■ **Instructions for the task**
When a line of the entries contains "BenchError", please list that line.

■ **Dataset content**
//! Aggregated runner output.
//!
//! Statistics are computed per (suite, case, iteration count) over the
//! time-per-iteration of each sample. Ordering always follows registration
//! order.

use std::fmt;

use serde::{Deserialize, Serialize};

use crate::{
    BenchError,
    runner::{CaseFailure, CaseRun, Measurement, Phase, RawRun, SuiteRun},
};

const RULE: &str =
    "===============================================================================";

#[derive(Clone, Debug, PartialEq, Serialize, Deserialize)]
pub struct IterationStats {
    pub iterations: usize,
    pub samples: usize,
    pub median_ns: f64,
    pub min_ns: f64,
    pub mean_ns: f64,
    pub ops_per_sec: Option<f64>,
    /// Median relative to the suite baseline's median at the same iteration count.
    pub baseline_ratio: Option<f64>,
}

impl IterationStats {
    fn from_samples(iterations: usize, mut per_iter: Vec<f64>) -> Self {
        per_iter.sort_by(f64::total_cmp);
        let samples = per_iter.len();
        let median_ns = median(&per_iter);
        let min_ns = per_iter.first().copied().unwrap_or(0.0);
        let mean_ns = if samples == 0 {
            0.0
        } else {
            per_iter.iter().sum::<f64>() / samples as f64
        };
        let ops_per_sec = (median_ns > 0.0).then(|| 1e9 / median_ns);
        Self {
            iterations,
            samples,
            median_ns,
            min_ns,
            mean_ns,
            ops_per_sec,
            baseline_ratio: None,
        }
    }

    /// Median wall time of one sample at this iteration count.
    pub fn sample_ms(&self) -> f64 {
        self.median_ns * self.iterations as f64 / 1e6
    }
}

#[derive(Clone, Debug, PartialEq, Serialize, Deserialize)]
pub struct CaseReport {
    pub name: String,
    pub is_baseline: bool,
    pub measurements: Vec<Measurement>,
    pub stats: Vec<IterationStats>,
    pub failures: Vec<CaseFailure>,
    pub teardown_errors: u32,
}

impl CaseReport {
    fn from_run(run: CaseRun, is_baseline: bool) -> Self {
        let mut groups: Vec<(usize, Vec<f64>)> = Vec::new();
        for m in &run.measurements {
            match groups.iter_mut().find(|(iters, _)| *iters == m.iterations) {
                Some((_, values)) => values.push(m.ns_per_iter()),
                None => groups.push((m.iterations, vec![m.ns_per_iter()])),
            }
        }
        let stats = groups
            .into_iter()
            .map(|(iters, values)| IterationStats::from_samples(iters, values))
            .collect();
        Self {
            name: run.case,
            is_baseline,
            measurements: run.measurements,
            stats,
            failures: run.failures,
            teardown_errors: run.teardown_errors,
        }
    }

    pub fn failed(&self) -> bool {
        !self.failures.is_empty()
    }

    pub fn stats_for(&self, iterations: usize) -> Option<&IterationStats> {
        self.stats.iter().find(|s| s.iterations == iterations)
    }

    /// Median ns/iteration at the largest iteration count measured.
    pub fn headline_ns(&self) -> Option<f64> {
        self.stats
            .iter()
            .max_by_key(|s| s.iterations)
            .map(|s| s.median_ns)
    }
}

#[derive(Clone, Debug, PartialEq, Serialize, Deserialize)]
pub struct SuiteReport {
    pub name: String,
    pub baseline: Option<String>,
    pub cases: Vec<CaseReport>,
}

impl SuiteReport {
    fn from_run(run: SuiteRun) -> Self {
        let baseline = run.baseline;
        let mut cases: Vec<CaseReport> = run
            .cases
            .into_iter()
            .map(|case| {
                let is_baseline = baseline.as_deref() == Some(case.case.as_str());
                CaseReport::from_run(case, is_baseline)
            })
            .collect();
        let reference: Option<Vec<(usize, f64)>> = cases
            .iter()
            .find(|c| c.is_baseline)
            .map(|c| c.stats.iter().map(|s| (s.iterations, s.median_ns)).collect());
        if let Some(reference) = reference {
            for case in &mut cases {
                let is_baseline = case.is_baseline;
                for stat in &mut case.stats {
                    stat.baseline_ratio = if is_baseline {
                        Some(1.0)
                    } else {
                        reference
                            .iter()
                            .find(|(iters, _)| *iters == stat.iterations)
                            .filter(|(_, base)| *base > 0.0)
                            .map(|(_, base)| stat.median_ns / base)
                    };
                }
            }
        }
        Self {
            name: run.name,
            baseline,
            cases,
        }
    }

    pub fn case(&self, name: &str) -> Option<&CaseReport> {
        self.cases.iter().find(|c| c.name == name)
    }
}

#[derive(Clone, Debug, Default, PartialEq, Serialize, Deserialize)]
pub struct Report {
    suites: Vec<SuiteReport>,
}

impl Report {
    pub fn aggregate(raw: RawRun) -> Self {
        Self {
            suites: raw.suites.into_iter().map(SuiteReport::from_run).collect(),
        }
    }

    pub fn suites(&self) -> &[SuiteReport] {
        &self.suites
    }

    pub fn suite(&self, name: &str) -> Option<&SuiteReport> {
        self.suites.iter().find(|s| s.name == name)
    }

    pub fn case(&self, suite: &str, case: &str) -> Option<&CaseReport> {
        self.suite(suite).and_then(|s| s.case(case))
    }

    /// (suite, case) pairs in report order.
    pub fn keys(&self) -> Vec<(String, String)> {
        self.suites
            .iter()
            .flat_map(|s| s.cases.iter().map(|c| (s.name.clone(), c.name.clone())))
            .collect()
    }

    pub fn has_failures(&self) -> bool {
        self.suites.iter().any(|s| s.cases.iter().any(|c| c.failed()))
    }

    /// Figure compared against regression baselines. Absent, failed or empty
    /// cases are lookup errors.
    pub fn current_ns_per_iter(&self, suite: &str, case: &str) -> Result<f64, BenchError> {
        let entry = self
            .case(suite, case)
            .ok_or_else(|| BenchError::lookup(format!("no measurement for {suite}/{case}")))?;
        if let Some(failure) = entry.failures.first() {
            return Err(BenchError::lookup(format!(
                "{suite}/{case} failed during the run: {}",
                failure.message
            )));
        }
        entry
            .headline_ns()
            .ok_or_else(|| BenchError::lookup(format!("{suite}/{case} produced no measurements")))
    }

    pub fn to_text(&self) -> String {
        self.to_string()
    }

    pub fn to_json(&self) -> Result<String, BenchError> {
        serde_json::to_string_pretty(self).map_err(|e| BenchError::invalid_input(e.to_string()))
    }
}

impl fmt::Display for Report {
    fn fmt(&self, f: &mut fmt::Formatter<'_>) -> fmt::Result {
        for suite in &self.suites {
            writeln!(f, "{RULE}")?;
            writeln!(f, "Suite: {}", suite.name)?;
            writeln!(f, "{RULE}")?;
            writeln!(
                f,
                "   {:<28}|{:>9} |{:>10} |{:>9} |{:>9} |{:>14}",
                "Name (* = baseline)", "Dim", "Total ms", "ns/op", "Baseline", "Ops/second"
            )?;
            writeln!(f, "{RULE}")?;
            for case in &suite.cases {
                write_case(f, case)?;
            }
            writeln!(f, "{RULE}")?;
        }
        Ok(())
    }
}

fn write_case(f: &mut fmt::Formatter<'_>, case: &CaseReport) -> fmt::Result {
    let label = if case.is_baseline {
        format!("{} *", case.name)
    } else {
        case.name.clone()
    };
    for stat in &case.stats {
        let ratio = stat
            .baseline_ratio
            .map(|r| format!("{r:.3}"))
            .unwrap_or_else(|| "-".to_string());
        let ops = stat
            .ops_per_sec
            .map(|o| format!("{o:.1}"))
            .unwrap_or_else(|| "-".to_string());
        writeln!(
            f,
            "   {:<28}|{:>9} |{:>10.3} |{:>9.2} |{:>9} |{:>14}",
            label,
            stat.iterations,
            stat.sample_ms(),
            stat.median_ns,
            ratio,
            ops
        )?;
    }
    for failure in &case.failures {
        let phase = match failure.phase {
            Phase::Setup => "setup",
            Phase::Body => "body",
        };
        writeln!(
            f,
            "   {:<28}| FAILED in {phase} at {} iterations, sample {}: {}",
            label, failure.iterations, failure.sample, failure.message
        )?;
    }
    if case.stats.is_empty() && case.failures.is_empty() {
        writeln!(f, "   {label:<28}| no measurements")?;
    }
    Ok(())
}

fn median(sorted: &[f64]) -> f64 {
    match sorted.len() {
        0 => 0.0,
        n if n % 2 == 1 => sorted[n / 2],
        n => (sorted[n / 2 - 1] + sorted[n / 2]) / 2.0,
    }
}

■ **Result of the exercise**
    BenchError,
    pub fn current_ns_per_iter(&self, suite: &str, case: &str) -> Result<f64, BenchError> {
            .ok_or_else(|| BenchError::lookup(format!("no measurement for {suite}/{case}")))?;
            return Err(BenchError::lookup(format!(
            .ok_or_else(|| BenchError::lookup(format!("{suite}/{case} produced no measurements")))
    pub fn to_json(&self) -> Result<String, BenchError> {
        serde_json::to_string_pretty(self).map_err(|e| BenchError::invalid_input(e.to_string()))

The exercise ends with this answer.